第一話 異分子の転生

二千二十三年六月、僕は会社を辞めた。


 社会人になって二年が経過していた。限界なんて言葉じゃ表せないほど僕の心はおかされていた。アイスクリームをスプーンですくうように心がえぐられて、溶けていく。ああ。もう泣くことも疲れた。感情の起伏もなく、ただ太陽がぐるぐると回っているのを横目に見ながら、生きる最低限の活動をしていた。髭はだらしなく伸び、頭をかくとが舞う。部屋にはゴミが飛び散っており、人と名乗ることに申し訳ないとすら感じる。


 布団に入るのが怖い。この六畳の部屋の隅々から恐ろしい形相の暗闇が静かに叫びながら僕を襲う。僕の心に居座る闇は、襲ってくる暗闇を取り込み大きな化け物へと成長してしまう。将来のこと、お金のこと、彼女がいないこと……全てが大きく膨れ上がってしまう……そんな時、僕は自分を守るための呪文を唱えている。「アニメの世界のように異世界に転生したい。自分が人として生きていていいと思える世界に行きたい」と。


 ある日の夜、布団にうずくまっていると声が聞こえた気がした。遂に幻聴でも聴こえたのだろうか。いや、そこまでお酒は飲んでいないはずだが……低く重く、それでいて優しい声が響いた「……これからお前を連れて行く」……え? それだけ? 思わず心の中でつっこんだ。すると体がガスを入れた風船のようにふわりと浮いたと思うと目の前にある暗闇に吸い込まれていく。ただ、この暗闇は僕の知っている暗闇とは違う。温かいような、まるで自分の全てを受け入れてくれるような親しみのある暗闇だった。


 冷たくて硬い……布団から抜け出して畳に寝ているのだろうか? いやもっと硬いなにか……ゆっくりとまぶたを開くとそこは家ではない。「どこだここ?」思わず口から漏れていた。知らない土地だ。草木はほとんどなく、地面は荒れ果てている。茶色の大地はすぐに水と接していた。夜のはずだが、太陽が空の低い位置に居座り僕を照らす。朝か、夕方か分からないが、太陽の周りの空が、柔らかい茜色に染まっている。
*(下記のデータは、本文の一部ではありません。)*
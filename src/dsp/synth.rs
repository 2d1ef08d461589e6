//! Additive synthesizer — sums oscillator partials into one normalized buffer.
//!
//! A `SynthesisRequest` is validated once at construction; after that,
//! `Synthesizer::synthesize` is a pure function of the request and the
//! config and cannot fail.

use serde::{Deserialize, Serialize};
use tracing::{debug, warn};

use crate::config::SynthConfig;
use crate::error::SynthError;

use super::mixer::Mixer;
use super::oscillator::{Oscillator, Waveform};

/// What to do with a shape name outside `{Sine, Square, Saw}`.
#[derive(Debug, Clone, Copy, PartialEq, Eq, Default)]
pub enum ShapePolicy {
    #[default]
    Reject,
    /// The oscillator is dropped and contributes nothing.
    Silence,
}

/// An immutable, validated set of oscillators for one synthesis call.
#[derive(Debug, Clone, PartialEq)]
pub struct SynthesisRequest {
    oscillators: Vec<Oscillator>,
}

impl SynthesisRequest {
    /// Validate a list of oscillators.
    ///
    /// The oscillator count is not capped here; `SynthConfig::max_oscillators`
    /// is a limit of the control surface.
    pub fn new(oscillators: Vec<Oscillator>) -> Result<Self, SynthError> {
        if oscillators.is_empty() {
            return Err(SynthError::Empty);
        }
        for (index, osc) in oscillators.iter().enumerate() {
            check_oscillator(index, osc)?;
        }
        check_headroom(&oscillators)?;
        Ok(SynthesisRequest { oscillators })
    }

    /// Build a request from the control surface's parallel lists.
    ///
    /// Only the first `count` entries of each list are used; every list
    /// must have at least that many.
    pub fn from_parallel<S: AsRef<str>>(
        frequencies: &[f64],
        amplitudes: &[f64],
        phases: &[f64],
        shapes: &[S],
        count: usize,
        policy: ShapePolicy,
    ) -> Result<Self, SynthError> {
        if count == 0 {
            return Err(SynthError::Empty);
        }
        let shortest = frequencies
            .len()
            .min(amplitudes.len())
            .min(phases.len())
            .min(shapes.len());
        if shortest < count {
            return Err(SynthError::LengthMismatch {
                expected: count,
                frequencies: frequencies.len(),
                amplitudes: amplitudes.len(),
                phases: phases.len(),
                shapes: shapes.len(),
            });
        }

        let mut oscillators = Vec::with_capacity(count);
        for index in 0..count {
            let name = shapes[index].as_ref();
            let shape = match (name.parse::<Waveform>(), policy) {
                (Ok(shape), _) => shape,
                (Err(_), ShapePolicy::Silence) => {
                    warn!(index, shape = name, "silencing oscillator with unknown waveform");
                    continue;
                }
                (Err(_), ShapePolicy::Reject) => {
                    return Err(SynthError::UnknownShape {
                        index,
                        shape: name.to_string(),
                    });
                }
            };
            let osc = Oscillator::new(shape, frequencies[index], amplitudes[index], phases[index]);
            check_oscillator(index, &osc)?;
            oscillators.push(osc);
        }
        check_headroom(&oscillators)?;

        // Silenced oscillators may leave nothing behind; that still renders as silence.
        Ok(SynthesisRequest { oscillators })
    }

    /// Parse a JSON array of oscillator records.
    pub fn from_json(json: &str) -> Result<Self, SynthError> {
        let oscillators: Vec<Oscillator> = serde_json::from_str(json)?;
        Self::new(oscillators)
    }

    pub fn oscillators(&self) -> &[Oscillator] {
        &self.oscillators
    }

    pub fn len(&self) -> usize {
        self.oscillators.len()
    }

    pub fn is_empty(&self) -> bool {
        self.oscillators.is_empty()
    }
}

/// Summed amplitude magnitudes bound the raw peak; the bound must stay finite.
fn check_headroom(oscillators: &[Oscillator]) -> Result<(), SynthError> {
    let total: f64 = oscillators.iter().map(|o| o.amplitude.abs()).sum();
    if !total.is_finite() {
        return Err(SynthError::AmplitudeOverflow);
    }
    Ok(())
}

fn check_oscillator(index: usize, osc: &Oscillator) -> Result<(), SynthError> {
    if !osc.frequency.is_finite() || osc.frequency <= 0.0 {
        return Err(SynthError::InvalidFrequency {
            index,
            value: osc.frequency,
        });
    }
    if !osc.amplitude.is_finite() {
        return Err(SynthError::NonFinite {
            index,
            field: "amplitude",
        });
    }
    if !osc.phase_degrees.is_finite() {
        return Err(SynthError::NonFinite {
            index,
            field: "phase",
        });
    }
    Ok(())
}

/// A playable clip: what an audio sink needs.
#[derive(Debug, Clone, PartialEq, Serialize, Deserialize)]
#[serde(rename_all = "camelCase")]
pub struct AudioClip {
    pub sample_rate: u32,
    pub samples: Vec<f32>,
}

impl AudioClip {
    pub fn duration_secs(&self) -> f64 {
        self.samples.len() as f64 / self.sample_rate as f64
    }
}

/// Result of one synthesis call.
#[derive(Debug, Clone, PartialEq)]
pub struct Synthesis {
    pub audio: AudioClip,
    /// Full-precision normalized samples, for inspection and plotting.
    pub waveform: Vec<f64>,
    preview_len: usize,
}

impl Synthesis {
    /// The leading samples shown in the waveform plot.
    pub fn preview(&self) -> &[f64] {
        &self.waveform[..self.preview_len.min(self.waveform.len())]
    }
}

/// Stateless additive synthesizer over a fixed config.
#[derive(Debug, Clone, Default)]
pub struct Synthesizer {
    config: SynthConfig,
}

impl Synthesizer {
    pub fn new(config: SynthConfig) -> Self {
        Synthesizer { config }
    }

    pub fn config(&self) -> &SynthConfig {
        &self.config
    }

    /// Sample times in seconds: `i / sample_rate`, endpoint excluded.
    pub fn time_axis(&self) -> impl Iterator<Item = f64> + Clone + '_ {
        let sr = self.config.sample_rate as f64;
        (0..self.config.sample_count()).map(move |i| i as f64 / sr)
    }

    /// Sum every oscillator and normalize by the global peak.
    pub fn synthesize(&self, request: &SynthesisRequest) -> Synthesis {
        let mode = self.config.phase_mode;
        let mut mixer = Mixer::new(self.config.sample_count());

        for osc in request.oscillators() {
            mixer.add_scaled(osc.amplitude, self.time_axis().map(|t| osc.partial(t, mode)));
        }

        let raw_peak = mixer.peak();
        let waveform = mixer.into_normalized(self.config.epsilon);
        debug!(
            oscillators = request.len(),
            samples = waveform.len(),
            raw_peak,
            "synthesized additive waveform"
        );

        Synthesis {
            audio: AudioClip {
                sample_rate: self.config.sample_rate,
                samples: waveform.iter().map(|&s| s as f32).collect(),
            },
            waveform,
            preview_len: self.config.preview_len,
        }
    }
}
 ここは僕が望んだ世界なのだろうか? もしかしたらとても強い能力を持っていたりして……両手を遊ばせるようにクルクルと回して変なポーズをとってみたりした。……何も起こらなかった。周りから見たらただの変人である。


 その時、僕は気がついた。この体が自分のものではないことに。全身にイノシシの毛を貼り付けたサルのような姿をしている。すると、奥の方から叫び声が聞こえる。声がするほうに近づくと僕と同じようなサルが三人で言い争っている。一人は日本語、一人は英語、もう一人は……スペイン語……かな? を話す人? サル? がいた。なかなかに恐ろしい顔をしている。あらゆるものを噛み砕けそうな大きな歯、にらみつけるために作られたのかと思うほどの鋭い目、全てが恐ろしい。もしかして僕もこんな顔をしているのだろうか?


 どうやらお互いの言葉が分からないらしい。同じ言葉を繰り返し叫んでいる。まるで現実から目を背けるために現実が入る隙を叫んで無くしているように。僕は語学、特に英語が得意なので三人の仲介に入った。通訳の仕事をしていて鬱病うつびょうになったのに、何故かおくすることなく割って入った。そんなことができたのは、ここを夢だと思っていたからなのかもしれない。


 話を聞くと日本語を話す彼は僕と同じでついさっきここに来たらしい。もう二人は僕たちよりも先輩だった。この世界では先に来た者が偉くなる、いわゆる年功序列の体制になっているという。


 今二人から聞いたことを日本語に翻訳して伝えると日本人らしき男は一言呟いた「そんなの、俺には関係ねぇ。上から物言ってんじゃねーよ」それを聞いた僕は背筋が凍った。こんな気持ちになるのは、大量の毛虫に追いかけられる夢を見た時以来だ。確実に喧嘩けんかが始まる……そんなことを考えているうちに、彼は突然二人に殴りかかった。一人に拳を振り下ろすと、もう一人を左足で蹴り飛ばした。なんて身体能力なんだ! と思わず感心してしまった。早く逃げなければ……そう思った時にはもう手遅れだった。二人とも倒れこんだが、すぐに立ち上がると僕たちに殴りかかった。僕は喧嘩けんかなどほとんどしたことがなかったのでただひたすらに殴られ続けた……


 はぁ。僕は転生しても辛い目に遭うのだなぁ。そう思った。